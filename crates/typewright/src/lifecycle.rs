//! The host's init phase.
//!
//! Definitions never touch the host when they are created. They schedule a
//! [`Registration`] here instead, and the host drains the queue exactly once
//! from its own initialization hook by calling [`InitPhase::run`].

use tracing::info;

use crate::content_type::ContentTypeDefinition;
use crate::error::Result;
use crate::host::Host;
use crate::role::RoleDefinition;
use crate::taxonomy::TaxonomyDefinition;

/// A deferred side effect against the host.
#[derive(Debug, Clone)]
pub enum Registration {
    ContentType(ContentTypeDefinition),
    Taxonomy(TaxonomyDefinition),
    AddRole(RoleDefinition),
    RemoveRole(RoleDefinition),
}

impl Registration {
    /// Machine name of the definition this registration affects.
    pub fn db_name(&self) -> &str {
        match self {
            Self::ContentType(def) => def.db_name(),
            Self::Taxonomy(def) => def.db_name(),
            Self::AddRole(role) | Self::RemoveRole(role) => role.role_name(),
        }
    }

    /// Short label for logs and reports.
    pub fn kind(&self) -> &'static str {
        match self {
            Self::ContentType(_) => "content_type",
            Self::Taxonomy(_) => "taxonomy",
            Self::AddRole(_) => "add_role",
            Self::RemoveRole(_) => "remove_role",
        }
    }

    /// Apply against the host. Returns `false` when the host already had
    /// the desired state and nothing was changed.
    pub fn apply<H: Host + ?Sized>(&self, host: &mut H) -> Result<bool> {
        match self {
            Self::ContentType(def) => def.register(host),
            Self::Taxonomy(def) => def.register(host),
            Self::AddRole(role) => role.add_role(host),
            Self::RemoveRole(role) => role.remove_role(host),
        }
    }
}

/// Outcome of one applied registration.
#[derive(Debug, Clone, PartialEq, Eq)]
pub struct Applied {
    pub kind: &'static str,
    pub db_name: String,
    pub changed: bool,
}

/// Summary of an init run.
#[derive(Debug, Clone, Default, PartialEq, Eq)]
pub struct InitReport {
    pub applied: Vec<Applied>,
}

impl InitReport {
    /// Number of registrations that changed host state.
    pub fn changed(&self) -> usize {
        self.applied.iter().filter(|a| a.changed).count()
    }

    /// Number of registrations skipped because the host already had them.
    pub fn skipped(&self) -> usize {
        self.applied.len() - self.changed()
    }
}

/// Queue of registrations waiting for the host's init phase.
#[derive(Debug, Default)]
pub struct InitPhase {
    pending: Vec<Registration>,
}

impl InitPhase {
    pub fn new() -> Self {
        Self::default()
    }

    /// Queue a registration. Registrations run in scheduling order.
    pub fn schedule(&mut self, registration: Registration) {
        self.pending.push(registration);
    }

    pub fn pending(&self) -> &[Registration] {
        &self.pending
    }

    pub fn len(&self) -> usize {
        self.pending.len()
    }

    pub fn is_empty(&self) -> bool {
        self.pending.is_empty()
    }

    /// Apply every queued registration. Consumes the queue so it can only
    /// run once; stops at the first failing registration.
    pub fn run<H: Host + ?Sized>(self, host: &mut H) -> Result<InitReport> {
        info!(pending = self.pending.len(), "running init phase");

        let mut report = InitReport::default();
        for registration in &self.pending {
            let changed = registration.apply(&mut *host)?;
            report.applied.push(Applied {
                kind: registration.kind(),
                db_name: registration.db_name().to_string(),
                changed,
            });
        }

        info!(
            changed = report.changed(),
            skipped = report.skipped(),
            "init phase complete"
        );
        Ok(report)
    }
}
//! Taxonomy definitions.

use serde::Serialize;
use tracing::{debug, info};

use crate::content_type::{non_empty_list, split_list};
use crate::error::Result;
use crate::host::{Host, Identity, Translate};
use crate::lifecycle::{InitPhase, Registration};
use crate::naming::NamePack;
use crate::settings::{DefinitionOptions, FinalSettings, Rewrite, label};

/// Singular name used when no names are supplied.
pub const DEFAULT_SINGULAR: &str = "Custom Taxonomy";

/// Content types a taxonomy attaches to when none are given.
pub const DEFAULT_POST_TYPES: [&str; 1] = ["post"];

/// A classification scheme attached to one or more content types.
#[derive(Debug, Clone)]
pub struct TaxonomyDefinition {
    names: NamePack,
    post_types: Vec<String>,
    options: DefinitionOptions,
}

#[derive(Serialize)]
struct TaxonomyLabels {
    name: String,
    singular_name: String,
    search_items: String,
    popular_items: String,
    all_items: String,
    parent_item: String,
    parent_item_colon: String,
    edit_item: String,
    update_item: String,
    add_new_item: String,
    new_item_name: String,
    separate_items_with_commas: String,
    add_or_remove_items: String,
    choose_from_most_used: String,
    menu_name: String,
}

#[derive(Serialize)]
struct TaxonomyDefaults {
    labels: TaxonomyLabels,
    public: bool,
    show_in_nav_menus: bool,
    show_ui: bool,
    show_tagcloud: bool,
    show_admin_column: bool,
    hierarchical: bool,
    rewrite: Rewrite,
    query_var: bool,
}

impl TaxonomyDefinition {
    /// Create a taxonomy attached to `post_types`.
    pub fn new<S, P, I>(names: &[S], post_types: I) -> Result<Self>
    where
        S: AsRef<str>,
        I: IntoIterator<Item = P>,
        P: AsRef<str>,
    {
        Self::with_options(names, post_types, DefinitionOptions::new())
    }

    /// Create a taxonomy attached to [`DEFAULT_POST_TYPES`].
    pub fn for_posts<S: AsRef<str>>(names: &[S]) -> Result<Self> {
        Self::new(names, DEFAULT_POST_TYPES)
    }

    pub fn with_options<S, P, I>(
        names: &[S],
        post_types: I,
        options: DefinitionOptions,
    ) -> Result<Self>
    where
        S: AsRef<str>,
        I: IntoIterator<Item = P>,
        P: AsRef<str>,
    {
        Ok(Self {
            names: NamePack::derive(names, DEFAULT_SINGULAR)?,
            post_types: non_empty_list(post_types, "taxonomy post type(s)")?,
            options,
        })
    }

    pub fn names(&self) -> &NamePack {
        &self.names
    }

    pub fn singular(&self) -> &str {
        self.names.singular()
    }

    pub fn set_singular(&mut self, singular: &str) -> Result<&mut Self> {
        self.names.set_singular(singular)?;
        Ok(self)
    }

    pub fn plural(&self) -> &str {
        self.names.plural()
    }

    pub fn set_plural(&mut self, plural: &str) -> Result<&mut Self> {
        self.names.set_plural(plural)?;
        Ok(self)
    }

    pub fn slug(&self) -> &str {
        self.names.slug()
    }

    pub fn set_slug(&mut self, slug: &str) -> Result<&mut Self> {
        self.names.set_slug(slug)?;
        Ok(self)
    }

    pub fn db_name(&self) -> &str {
        self.names.db_name()
    }

    pub fn set_db_name(&mut self, db_name: &str) -> Result<&mut Self> {
        self.names.set_db_name(db_name)?;
        Ok(self)
    }

    pub fn post_types(&self) -> &[String] {
        &self.post_types
    }

    pub fn set_post_types<I, P>(&mut self, post_types: I) -> Result<&mut Self>
    where
        I: IntoIterator<Item = P>,
        P: AsRef<str>,
    {
        self.post_types = non_empty_list(post_types, "taxonomy post type(s)")?;
        Ok(self)
    }

    /// Set attached content types from a comma-separated list.
    pub fn set_post_types_str(&mut self, post_types: &str) -> Result<&mut Self> {
        self.set_post_types(split_list(post_types))
    }

    pub fn options(&self) -> &DefinitionOptions {
        &self.options
    }

    pub fn set_options(&mut self, options: DefinitionOptions) -> &mut Self {
        self.options = options;
        self
    }

    pub fn finalize(&self) -> Result<FinalSettings> {
        self.plan(&Identity)
    }

    pub fn plan<T: Translate + ?Sized>(&self, translator: &T) -> Result<FinalSettings> {
        let singular = self.names.singular();
        let plural = self.names.plural();
        let domain = self.names.slug();
        let t = |pattern: &str, name: &str| label(translator, pattern, name, domain);

        let labels = TaxonomyLabels {
            name: t("%s", plural),
            singular_name: t("%s", singular),
            search_items: t("Search %s", plural),
            popular_items: t("Popular %s", plural),
            all_items: t("All %s", plural),
            parent_item: t("Parent %s", singular),
            parent_item_colon: t("Parent %s:", singular),
            edit_item: t("Edit %s", singular),
            update_item: t("Update %s", singular),
            add_new_item: t("Add New %s", singular),
            new_item_name: t("New %s", singular),
            separate_items_with_commas: t("Separate %s with commas", plural),
            add_or_remove_items: t("Add or remove %s", plural),
            choose_from_most_used: t("Choose from most used %s", plural),
            menu_name: t("%s", plural),
        };

        let defaults = TaxonomyDefaults {
            labels,
            public: false,
            show_in_nav_menus: false,
            show_ui: true,
            show_tagcloud: false,
            show_admin_column: true,
            hierarchical: true,
            rewrite: Rewrite::new(self.names.slug()),
            query_var: true,
        };

        FinalSettings::merge(&defaults, &self.options)
    }

    /// Schedule registration for the host's init phase.
    pub fn create(&self, init: &mut InitPhase) {
        init.schedule(Registration::Taxonomy(self.clone()));
    }

    /// Register with the host now, unless the taxonomy already exists.
    pub fn register<H: Host + ?Sized>(&self, host: &mut H) -> Result<bool> {
        let db_name = self.names.db_name();
        if host.taxonomy_exists(db_name) {
            debug!(db_name = %db_name, "taxonomy already registered, skipping");
            return Ok(false);
        }

        let settings = self.plan(&*host)?;
        host.register_taxonomy(db_name, &self.post_types, &settings.to_value())?;
        info!(
            db_name = %db_name,
            post_types = ?self.post_types,
            "registered taxonomy"
        );
        Ok(true)
    }
}

#[cfg(test)]
#[allow(clippy::unwrap_used, clippy::expect_used)]
mod tests {
    use super::*;
    use crate::error::Error;
    use serde_json::json;

    #[test]
    fn for_posts_attaches_to_post() {
        let tag = TaxonomyDefinition::for_posts(&["Topic"]).unwrap();
        assert_eq!(tag.post_types(), ["post"]);
        assert_eq!(tag.db_name(), "topic");
    }

    #[test]
    fn genre_labels_and_defaults() {
        let settings = TaxonomyDefinition::new(&["Genre"], ["book"])
            .unwrap()
            .finalize()
            .unwrap();

        assert_eq!(settings.label("name"), Some("Genres"));
        assert_eq!(settings.label("popular_items"), Some("Popular Genres"));
        assert_eq!(
            settings.label("separate_items_with_commas"),
            Some("Separate Genres with commas")
        );
        assert_eq!(settings.label("new_item_name"), Some("New Genre"));
        assert_eq!(settings.as_map()["labels"].as_object().unwrap().len(), 15);
        assert_eq!(settings.get("public"), Some(&json!(false)));
        assert_eq!(settings.get("hierarchical"), Some(&json!(true)));
        assert_eq!(settings.rewrite_slug(), Some("genre"));
    }

    #[test]
    fn overlay_merges_into_rewrite() {
        let mut options = DefinitionOptions::new();
        options.insert("hierarchical".into(), json!(false));
        options.insert("rewrite".into(), json!({"with_front": true}));

        let settings = TaxonomyDefinition::with_options(&["Topic"], ["post"], options)
            .unwrap()
            .finalize()
            .unwrap();

        assert_eq!(settings.get("hierarchical"), Some(&json!(false)));
        assert_eq!(
            settings.pointer("/rewrite"),
            Some(&json!({"slug": "topic", "with_front": true, "feeds": false, "pages": true}))
        );
    }

    #[test]
    fn post_types_must_be_non_empty() {
        let err = TaxonomyDefinition::new(&["Genre"], Vec::<String>::new()).unwrap_err();
        assert!(matches!(err, Error::InvalidConfiguration(_)));

        let mut tax = TaxonomyDefinition::new(&["Genre"], ["book"]).unwrap();
        assert!(tax.set_post_types([""]).is_err());
        assert_eq!(tax.post_types(), ["book"]);

        tax.set_post_types_str("book, movie").unwrap();
        assert_eq!(tax.post_types(), ["book", "movie"]);
    }

    #[test]
    fn name_setters() {
        let mut tax = TaxonomyDefinition::new::<&str, _, _>(&[], ["post"]).unwrap();
        assert_eq!(tax.db_name(), "custom_taxonomy");

        tax.set_singular("Reading Level")
            .unwrap()
            .set_db_name("Reading Level")
            .unwrap();
        assert_eq!(tax.singular(), "Reading Level");
        assert_eq!(tax.db_name(), "reading_level");
        assert_eq!(tax.slug(), "custom-taxonomy");
    }
}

━━━━━━━━━━━━━━━━━━━━━━━━━━━━━━

WHAT THE TASK REQUIRES: Your answer should be the lines above, from the line containing "pub fn apply<H: Host" up to and including the line containing "an init run.", reproduced exactly and with nothing else.

COMPLETED EXERCISE:
    pub fn apply<H: Host + ?Sized>(&self, host: &mut H) -> Result<bool> {
        match self {
            Self::ContentType(def) => def.register(host),
            Self::Taxonomy(def) => def.register(host),
            Self::AddRole(role) => role.add_role(host),
            Self::RemoveRole(role) => role.remove_role(host),
        }
    }
}

/// Outcome of one applied registration.
#[derive(Debug, Clone, PartialEq, Eq)]
pub struct Applied {
    pub kind: &'static str,
    pub db_name: String,
    pub changed: bool,
}

/// Summary of an init run.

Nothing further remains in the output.